── Data under study ──
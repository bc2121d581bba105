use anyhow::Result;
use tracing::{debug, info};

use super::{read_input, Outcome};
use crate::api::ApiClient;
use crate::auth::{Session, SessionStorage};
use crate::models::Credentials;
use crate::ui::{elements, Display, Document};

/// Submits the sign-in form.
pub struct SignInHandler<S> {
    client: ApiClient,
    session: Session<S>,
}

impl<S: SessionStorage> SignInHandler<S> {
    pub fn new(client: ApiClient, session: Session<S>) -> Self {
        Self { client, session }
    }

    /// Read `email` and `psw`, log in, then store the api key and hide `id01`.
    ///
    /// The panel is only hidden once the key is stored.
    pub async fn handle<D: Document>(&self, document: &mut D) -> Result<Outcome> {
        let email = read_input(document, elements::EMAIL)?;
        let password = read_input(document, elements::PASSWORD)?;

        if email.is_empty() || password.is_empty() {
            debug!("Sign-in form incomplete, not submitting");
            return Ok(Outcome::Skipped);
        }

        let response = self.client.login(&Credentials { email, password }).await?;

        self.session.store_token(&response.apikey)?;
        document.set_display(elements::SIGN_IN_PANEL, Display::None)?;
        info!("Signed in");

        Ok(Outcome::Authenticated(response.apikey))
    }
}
───
● **Work instruction**: Taking the entries above, write out exactly the lines starting with the line containing "log in, then" and going on through the line containing "let email = read_input(document, elements::EMAIL)?;", both included, and nothing else.

● **Response box**:
    /// Read `email` and `psw`, log in, then store the api key and hide `id01`.
    ///
    /// The panel is only hidden once the key is stored.
    pub async fn handle<D: Document>(&self, document: &mut D) -> Result<Outcome> {
        let email = read_input(document, elements::EMAIL)?;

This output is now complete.